Whooping Cough hits Valier


Since January of 2012, the US has documented over 38,000 cases of whooping cough. 

“In Montana alone over 500 cases have been lab confirmed. As of last week, Valier is no longer the exception,” says Cynthia Grubb, RN, CLC of the county health department.

“Two confirmed cases of Whooping Cough have been diagnosed in students in the Valier School System. Named for its characteristic spasmodic whooping sound; pertussis is particularly dangerous in infants who often catch the disease from direct care providers,” she said. 

According to Montana administrative rules; a contact investigation follows the diagnosis of a pertussis case. The Pondera County Health Department (PCDH) in full cooperation with Montana DPHHS Communicable Disease division and Valier Public Schools is in the process of identifying close contacts to the  cases and recommending follow up care.

Once identified, contacts that are deemed close by state guideline are determined to be symptomatic or asymptomatic meaning in simple terms; do they or do they not have symptoms of pertussis? 

Those without symptoms who are close contacts are requested to take a round of antibiotics but may continue to go to school. Those with symptoms are required to be tested, given antibiotics, and must remain home until the test comes back negative or antibiotic treatment is completed for five days.
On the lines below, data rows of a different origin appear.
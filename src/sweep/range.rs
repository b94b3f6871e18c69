//! Integer sweep range and run-id padding.

/// Inclusive integer range traversed with a fixed positive step.
#[derive(Debug, Clone, Copy, PartialEq, Eq)]
pub struct SweepRange {
    pub start: i64,
    pub stop: i64,
    pub step: i64,
}

impl SweepRange {
    pub fn new(start: i64, stop: i64, step: i64) -> Self {
        Self { start, stop, step }
    }

    /// Yields `start, start + step, …` up to and including `stop`.
    ///
    /// Empty when `step <= 0` or `stop < start`.
    pub fn values(&self) -> impl Iterator<Item = i64> + use<> {
        let Self { start, stop, step } = *self;
        let first = (step > 0 && start <= stop).then_some(start);
        std::iter::successors(first, move |&i| i.checked_add(step).filter(|&n| n <= stop))
    }

    /// Number of runs, `floor((stop - start) / step) + 1` for a valid range.
    pub fn len(&self) -> usize {
        if self.step <= 0 || self.stop < self.start {
            return 0;
        }
        ((self.stop - self.start) / self.step + 1) as usize
    }

    pub fn is_empty(&self) -> bool {
        self.len() == 0
    }

    /// Archive suffix of `value`, zero-padded to the digit count of `stop`.
    pub fn run_suffix(&self, value: i64) -> String {
        pad_run_id(value, self.stop)
    }
}

/// Left-pads `value` with zeros to as many digits as `stop` has, so that
/// lexicographic order of archived files matches numeric order.
pub fn pad_run_id(value: i64, stop: i64) -> String {
    let width = stop.to_string().len();
    format!("{value:0width$}")
}
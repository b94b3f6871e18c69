//! Boundary to the external energy-system simulation.

use std::path::{Path, PathBuf};
use std::process::Command;

use tracing::{debug, warn};

use crate::config::{SimulationConfig, SiteConfig, SweepConfig};
use crate::error::{Result, SweepError};

/// Lines of stderr kept in a failure message.
const STDERR_TAIL_LINES: usize = 20;

/// An external simulation the sweep driver can invoke.
pub trait Simulation {
    /// Runs the base simulation once (PV time series for the site).
    fn prepare(&mut self, site: &SiteConfig) -> Result<()>;

    /// Runs one energy-system optimisation.
    ///
    /// Must leave `scalars.xlsx` and `timeseries_all_busses.xlsx` in
    /// `output_dir`. Reads the parameter table as it is on disk at call time.
    fn run(&mut self, scenario: &str, output_dir: &Path) -> Result<()>;
}

/// Launches a program per invocation, filling argument templates.
#[derive(Debug, Clone)]
pub struct CommandSimulation {
    program: String,
    prepare_args: Vec<String>,
    run_args: Vec<String>,
    input_dir: PathBuf,
}

impl CommandSimulation {
    pub fn new(config: &SimulationConfig, input_dir: impl Into<PathBuf>) -> Self {
        Self {
            program: config.program.clone(),
            prepare_args: config.prepare_args.clone(),
            run_args: config.run_args.clone(),
            input_dir: input_dir.into(),
        }
    }

    pub fn from_config(config: &SweepConfig) -> Self {
        Self::new(&config.simulation, &config.paths.mvs_input_directory)
    }

    fn invoke(&self, templates: &[String], vars: &[(&str, String)]) -> Result<()> {
        let mut args = Vec::with_capacity(templates.len());
        for template in templates {
            let (arg, unresolved) = substitute(template, vars);
            for name in unresolved {
                warn!(placeholder = name, "unresolved placeholder in simulation arguments");
            }
            args.push(arg);
        }
        debug!(program = %self.program, ?args, "launching simulation");

        let output = Command::new(&self.program)
            .args(&args)
            .output()
            .map_err(|e| SweepError::Simulation(format!("cannot start `{}`: {e}", self.program)))?;

        for line in String::from_utf8_lossy(&output.stdout).lines() {
            debug!(target: "pv_sweep::simulation::stdout", "{line}");
        }

        if output.status.success() {
            return Ok(());
        }

        let stderr = String::from_utf8_lossy(&output.stderr);
        let lines: Vec<&str> = stderr.lines().collect();
        let tail = lines[lines.len().saturating_sub(STDERR_TAIL_LINES)..].join("\n");
        Err(SweepError::Simulation(format!(
            "`{}` exited with {}:\n{tail}",
            self.program, output.status
        )))
    }
}

impl Simulation for CommandSimulation {
    fn prepare(&mut self, site: &SiteConfig) -> Result<()> {
        let vars = [
            ("latitude", site.latitude.to_string()),
            ("longitude", site.longitude.to_string()),
            ("year", site.year.to_string()),
            ("population", site.population.to_string()),
            ("country", site.country.clone()),
            ("input_dir", self.input_dir.display().to_string()),
        ];
        self.invoke(&self.prepare_args, &vars)
    }

    fn run(&mut self, scenario: &str, output_dir: &Path) -> Result<()> {
        let vars = [
            ("scenario", scenario.to_string()),
            ("input_dir", self.input_dir.display().to_string()),
            ("output_dir", output_dir.display().to_string()),
        ];
        self.invoke(&self.run_args, &vars)
    }
}

/// Replaces every `{name}` in `template` with its value in a single pass.
///
/// Inserted values are never scanned again. Unknown names stay in place and
/// are returned; braces around anything but an identifier are left alone.
fn substitute<'t>(template: &'t str, vars: &[(&str, String)]) -> (String, Vec<&'t str>) {
    let mut out = String::with_capacity(template.len());
    let mut unresolved = Vec::new();
    let mut rest = template;

    while let Some(open) = rest.find('{') {
        out.push_str(&rest[..open]);
        let after = &rest[open + 1..];
        let name = after
            .find('}')
            .map(|close| &after[..close])
            .filter(|name| is_placeholder(name));

        let Some(name) = name else {
            out.push('{');
            rest = after;
            continue;
        };
        match vars.iter().find(|(key, _)| *key == name) {
            Some((_, value)) => out.push_str(value),
            None => {
                out.push('{');
                out.push_str(name);
                out.push('}');
                unresolved.push(name);
            }
        }
        rest = &after[name.len() + 1..];
    }
    out.push_str(rest);
    (out, unresolved)
}

fn is_placeholder(name: &str) -> bool {
    !name.is_empty() && name.chars().all(|c| c.is_ascii_alphanumeric() || c == '_')
}

#[cfg(test)]
mod tests {
    use super::*;

    #[test]
    fn substitute_fills_known_placeholders() {
        let vars = [("scenario", "Scenario_A1".to_string()), ("output_dir", "/tmp/x".to_string())];
        let (arg, unresolved) =
            substitute("m.apply_mvs('{scenario}', '{output_dir}', {other})", &vars);
        assert_eq!(arg, "m.apply_mvs('Scenario_A1', '/tmp/x', {other})");
        assert_eq!(unresolved, ["other"]);
    }

    #[test]
    fn substituted_values_are_not_expanded_again() {
        let vars = [
            ("input_dir", "/data/{output_dir}".to_string()),
            ("output_dir", "/tmp/run".to_string()),
        ];
        let (arg, unresolved) = substitute("{input_dir} -> {output_dir}", &vars);
        assert_eq!(arg, "/data/{output_dir} -> /tmp/run");
        assert!(unresolved.is_empty());
    }

    #[test]
    fn non_identifier_braces_are_kept_verbatim() {
        let vars = [("year", "2014".to_string())];
        let (arg, unresolved) = substitute("d = {'y': {year}}; s = {}; t = {", &vars);
        assert_eq!(arg, "d = {'y': 2014}; s = {}; t = {");
        assert!(unresolved.is_empty());
    }

    #[test]
    fn prepare_reports_run_only_placeholders() {
        let vars = [("latitude", "52.5".to_string())];
        let (arg, unresolved) = substitute("{latitude} {output_dir} {scenario}", &vars);
        assert_eq!(arg, "52.5 {output_dir} {scenario}");
        assert_eq!(unresolved, ["output_dir", "scenario"]);
    }

    #[test]
    fn default_templates_reference_site_and_run() {
        let cfg = SimulationConfig::default();
        let prepare = cfg.prepare_args.join(" ");
        assert!(prepare.contains("{latitude}"));
        assert!(prepare.contains("{country}"));
        let run = cfg.run_args.join(" ");
        assert!(run.contains("{scenario}"));
        assert!(run.contains("{output_dir}"));
    }

    #[test]
    fn missing_program_is_a_simulation_error() {
        let cfg = SimulationConfig {
            program: "pv-sweep-test-no-such-program".to_string(),
            prepare_args: Vec::new(),
            run_args: Vec::new(),
        };
        let mut sim = CommandSimulation::new(&cfg, "inputs");
        let err = sim.run("Scenario_A1", Path::new("out"));
        assert!(matches!(err, Err(SweepError::Simulation(_))));
    }
}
The symptoms of pertussis include the hallmark spasmodic cough that can last for weeks. The DPHHS reminds the public that these cases; which have occurred in the vaccinated population mostly within children 5-18 years of age, do not always present with the stereotypical “whoop” sound. 

A typical case of pertussis includes a cough and runny nose for one to two weeks, followed by weeks or months of rapid coughing that, at times, ends with a whooping sound. 

Vaccination is still the best defense for this disease which statewide has caused four hospitalizations in infants under the age of one. 

Sometimes vaccinated people are exposed and get whooping cough anyway. However, it’s important to remember that vaccinated people who get whooping cough usually have milder symptoms, a shorter illness, and are less likely to spread the disease to other people.

If you have not been affected by this illness yet, you can still assist the process by following these guidelines: keep your student home if they are ill. Follow the guidelines exactly if your student receives a close contact letter. 

 Todd Gianarelli MD; Health Officer for the (PCHD) also reminds adults of the importance of being vaccinated. “This can be a life threatening illness for infants, who get it from the adults that care for them.”

He went on to add,  “All adults should receive one dose of Tdap (tetanus vaccine with pertussis added) regardless of when there last tetanus shot occurred. This is especially important for anyone who is a caregiver of infants.” 

Tdap vaccine is available at all local vaccine providers and is currently free of charge to adults who have no insurance or whose insurance does not cover vaccinations.